=== Begin Enclosure ===

//! MCP server implementation for folio.
//!
//! Exposes portfolio search as MCP tools for AI editors. The index is built
//! once at startup and shared by every tool call.

use std::borrow::Cow;
use std::sync::Arc;

use rmcp::{
    ServerHandler, ServiceExt,
    handler::server::{router::tool::ToolRouter, wrapper::Parameters},
    model::{
        CallToolResult, Content, ErrorCode, ErrorData as McpError, ServerCapabilities, ServerInfo,
    },
    schemars, tool, tool_handler, tool_router,
    transport::stdio,
};
use serde::Deserialize;

use crate::commands;
use crate::search::{AdvancedFilters, SearchOptions, SearchService, TypeFilter};

/// Parameters for `search_portfolio` tool.
#[derive(Debug, Deserialize, schemars::JsonSchema)]
pub struct SearchParams {
    #[schemars(description = "The search query")]
    pub query: String,
    #[schemars(description = "Maximum number of results (default: 10)")]
    pub limit: Option<usize>,
    #[serde(rename = "type")]
    #[schemars(description = "Record type: project, skill, certification, experience or all")]
    pub kind: Option<String>,
    #[schemars(description = "Minimum relevance score between 0 and 1 (default: 0.1)")]
    pub min_score: Option<f64>,
}

/// Parameters for `advanced_search` tool.
#[derive(Debug, Deserialize, schemars::JsonSchema)]
pub struct AdvancedParams {
    #[schemars(description = "The search query")]
    pub query: String,
    #[schemars(description = "Keep only results in this category")]
    pub category: Option<String>,
    #[serde(rename = "type")]
    #[schemars(description = "Keep only results of this record type")]
    pub kind: Option<String>,
    #[schemars(description = "Keep only results mentioning this technology")]
    pub technology: Option<String>,
    #[schemars(description = "Maximum number of results (default: 10)")]
    pub limit: Option<usize>,
}

/// MCP server exposing folio tools.
#[derive(Clone)]
pub struct FolioServer {
    service: Arc<SearchService>,
    defaults: SearchOptions,
    tool_router: ToolRouter<Self>,
}

fn internal_error(context: &str, e: &anyhow::Error) -> McpError {
    McpError {
        code: ErrorCode::INTERNAL_ERROR,
        message: Cow::from(format!("{context}: {e}")),
        data: None,
    }
}

#[tool_router]
impl FolioServer {
    #[must_use]
    pub fn new(service: SearchService, defaults: SearchOptions) -> Self {
        Self {
            service: Arc::new(service),
            defaults,
            tool_router: Self::tool_router(),
        }
    }

    #[tool(description = "Search portfolio projects, skills, certifications and experience")]
    async fn search_portfolio(
        &self,
        Parameters(params): Parameters<SearchParams>,
    ) -> Result<CallToolResult, McpError> {
        let options = SearchOptions {
            kind: params
                .kind
                .as_deref()
                .map_or(self.defaults.kind, TypeFilter::parse),
            limit: params.limit.unwrap_or(self.defaults.limit),
            min_score: params.min_score.unwrap_or(self.defaults.min_score),
            ..self.defaults
        };

        match commands::search(&self.service, &params.query, &options) {
            Ok(set) => Ok(CallToolResult::success(vec![Content::text(
                commands::format_results(&set),
            )])),
            Err(e) => Err(internal_error("Search failed", &e)),
        }
    }

    #[tool(description = "Search the portfolio, then filter by category, type or technology")]
    async fn advanced_search(
        &self,
        Parameters(params): Parameters<AdvancedParams>,
    ) -> Result<CallToolResult, McpError> {
        let filters = AdvancedFilters {
            category: params.category,
            kind: params.kind,
            technology: params.technology,
            limit: params.limit,
        };

        match commands::advanced(&self.service, &params.query, &filters) {
            Ok(set) => Ok(CallToolResult::success(vec![Content::text(
                commands::format_advanced(&set),
            )])),
            Err(e) => Err(internal_error("Advanced search failed", &e)),
        }
    }

    #[tool(description = "Count indexed portfolio records by type")]
    async fn search_stats(&self) -> Result<CallToolResult, McpError> {
        let output = commands::format_stats(&self.service.stats());
        Ok(CallToolResult::success(vec![Content::text(output)]))
    }

    #[tool(description = "List curated popular portfolio searches")]
    async fn popular_searches(&self) -> Result<CallToolResult, McpError> {
        Ok(CallToolResult::success(vec![Content::text(
            commands::format_popular(),
        )]))
    }
}

#[tool_handler]
impl ServerHandler for FolioServer {
    fn get_info(&self) -> ServerInfo {
        ServerInfo {
            instructions: Some(
                "folio searches a professional portfolio. \
                Use search_portfolio for ranked matches, advanced_search to filter by \
                category, type or technology, search_stats for index sizes and \
                popular_searches for suggested queries."
                    .into(),
            ),
            capabilities: ServerCapabilities::builder().enable_tools().build(),
            ..Default::default()
        }
    }
}

/// Start the MCP server with stdio transport.
///
/// # Errors
///
/// Returns an error if the server fails to start or encounters a fatal error.
pub async fn serve(service: SearchService, defaults: SearchOptions) -> anyhow::Result<()> {
    let server = FolioServer::new(service, defaults);
    let running = server.serve(stdio()).await?;
    running.waiting().await?;
    Ok(())
}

=== End Enclosure ===

| HOW TO COMPLETE THIS TASK |
Extract all lines of the records above that include "technology".

| EXERCISE RESULT |
    #[schemars(description = "Keep only results mentioning this technology")]
    pub technology: Option<String>,
    #[tool(description = "Search the portfolio, then filter by category, type or technology")]
            technology: params.technology,
                category, type or technology, search_stats for index sizes and \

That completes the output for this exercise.